Parlament Ukrainy uchwalił w czwartek ustawę o utworzeniu niezależnego operatora tranzytu gazu. Nowe prawo jest dostosowane do wymogów Unii Europejskiej i ma pozwolić Kijowowi na kontynuowanie trójstronnych rozmów z UE i Rosją o tranzycie gazu.

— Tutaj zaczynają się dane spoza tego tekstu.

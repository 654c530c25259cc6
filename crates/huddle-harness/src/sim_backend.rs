//! In-memory chat backend for simulation.
//!
//! Answers history, batch lookup and roster requests the way the HTTP API
//! does, and accepts published frames the way the broker does. Message ids
//! come from one counter, so they are unique and increase across rooms.

use std::collections::{BTreeMap, BTreeSet};

use huddle_proto::{
    BotId, HistoryQuery, Message, MessageId, MsgType, OutboundFrame, RoomId, SenderRef, UserId,
    api::{BotProfile, DecodedPage, HistoryPage, MemberProfile},
};

#[derive(Debug, Clone, Default)]
struct RoomData {
    messages: BTreeMap<MessageId, Message>,
    /// Served with a sender type clients do not know
    corrupt: BTreeSet<MessageId>,
    members: Vec<MemberProfile>,
    bots: Vec<BotProfile>,
}

/// Server-side state of every room.
#[derive(Debug, Clone, Default)]
pub struct SimBackend {
    rooms: BTreeMap<RoomId, RoomData>,
    next_id: MessageId,
    bot_replies: bool,
}

impl SimBackend {
    /// Empty backend.
    pub fn new() -> Self {
        Self::default()
    }

    /// Make addressed bots answer every message sent to them.
    #[must_use]
    pub fn with_bot_replies(mut self) -> Self {
        self.bot_replies = true;
        self
    }

    /// Add `count` messages by `author` to the room. Returns their ids.
    pub fn seed_room(&mut self, room_id: RoomId, author: UserId, count: usize) -> Vec<MessageId> {
        (0..count)
            .map(|i| self.post(room_id, SenderRef::human(author), format!("seed {i}"), None).id)
            .collect()
    }

    /// Store a message as if someone else sent it.
    pub fn post(
        &mut self,
        room_id: RoomId,
        sender: SenderRef,
        content: String,
        reply_to: Option<MessageId>,
    ) -> Message {
        self.next_id += 1;
        let message = Message {
            id: self.next_id,
            room_id,
            sender,
            content,
            created_at: self.next_id,
            reply_to,
            msg_type: if sender.is_bot() { MsgType::Bot } else { MsgType::Text },
        };
        self.room(room_id).messages.insert(message.id, message.clone());
        message
    }

    /// Store a published frame. Returns the stored message followed by any
    /// bot answer.
    pub fn accept(&mut self, frame: &OutboundFrame) -> Vec<Message> {
        self.next_id += 1;
        let message = Message {
            id: self.next_id,
            room_id: frame.group_id,
            sender: SenderRef::human(frame.sender_id),
            content: frame.content.clone(),
            created_at: frame.create_time,
            reply_to: frame.reply_to_msg_id,
            msg_type: frame.msg_type,
        };
        self.room(frame.group_id).messages.insert(message.id, message.clone());

        let mut stored = vec![message];
        if self.bot_replies
            && let Some(bot_id) = frame.bot_id
        {
            let question = stored[0].id;
            let answer = format!("answer to #{question}");
            stored.push(self.post(frame.group_id, SenderRef::bot(bot_id), answer, Some(question)));
        }
        stored
    }

    /// Remove a message, so lookups no longer find it.
    pub fn delete(&mut self, room_id: RoomId, id: MessageId) -> bool {
        self.rooms.get_mut(&room_id).is_some_and(|room| room.messages.remove(&id).is_some())
    }

    /// Serve a stored message with an unknown sender type from now on.
    pub fn corrupt(&mut self, room_id: RoomId, id: MessageId) {
        self.room(room_id).corrupt.insert(id);
    }

    /// Register a human member.
    pub fn add_member(&mut self, room_id: RoomId, user_id: UserId, name: &str) {
        self.room(room_id).members.push(MemberProfile { user_id, name: name.into(), avatar: None });
    }

    /// Register a chatbot.
    pub fn add_bot(&mut self, room_id: RoomId, bot_id: BotId, name: &str) {
        self.room(room_id).bots.push(BotProfile { bot_id, name: name.into(), avatar: None });
    }

    /// Newest page of messages older than the cursor, newest first.
    pub fn history(&self, query: &HistoryQuery) -> Vec<Message> {
        let Some(room) = self.rooms.get(&query.room_id) else {
            return Vec::new();
        };
        let upper = query.last_msg_id.unwrap_or(MessageId::MAX);
        room.messages.range(..upper).rev().take(query.page_size).map(|(_, m)| m.clone()).collect()
    }

    /// History page as a client decodes it off the wire. Corrupted entries
    /// count toward `returned` but are dropped.
    pub fn history_page(&self, query: &HistoryQuery) -> DecodedPage {
        let messages = self.history(query);
        let Ok(mut page) = HistoryPage::from_messages(&messages) else {
            return DecodedPage::default();
        };

        if let Some(room) = self.rooms.get(&query.room_id) {
            for (entry, message) in page.messages.iter_mut().zip(&messages) {
                if room.corrupt.contains(&message.id) {
                    entry["senderType"] = "SYSTEM".into();
                }
            }
        }
        page.decode()
    }

    /// Messages of the room with the given ids. Unknown ids are skipped.
    pub fn messages_by_id(&self, room_id: RoomId, ids: &[MessageId]) -> Vec<Message> {
        let Some(room) = self.rooms.get(&room_id) else {
            return Vec::new();
        };
        ids.iter().filter_map(|id| room.messages.get(id).cloned()).collect()
    }

    /// Members and bots of the room.
    pub fn roster(&self, room_id: RoomId) -> (Vec<MemberProfile>, Vec<BotProfile>) {
        self.rooms
            .get(&room_id)
            .map(|room| (room.members.clone(), room.bots.clone()))
            .unwrap_or_default()
    }

    /// Every stored message of the room, ascending.
    pub fn all_messages(&self, room_id: RoomId) -> Vec<Message> {
        self.rooms.get(&room_id).map(|r| r.messages.values().cloned().collect()).unwrap_or_default()
    }

    fn room(&mut self, room_id: RoomId) -> &mut RoomData {
        self.rooms.entry(room_id).or_default()
    }
}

Uchwalenie nowej ustawy jest wynikiem rozmów z UE i Rosją, które miały miejsce w poniedziałek w Brukseli i dotyczyły nowej umowy na tranzyt rosyjskiego gazu przez Ukrainę na zachód Europy. Uzgodniono wówczas, że strona ukraińska ma m.in. doprowadzić do tego, że z państwowej spółki paliwowej Nafohaz zostanie wydzielona nowa spółka do obsługi tranzytu gazu przez Ukrainę. Przyszła umowa ma się bowiem opierać na prawie UE, które przewiduje konieczność takiego rozdziału.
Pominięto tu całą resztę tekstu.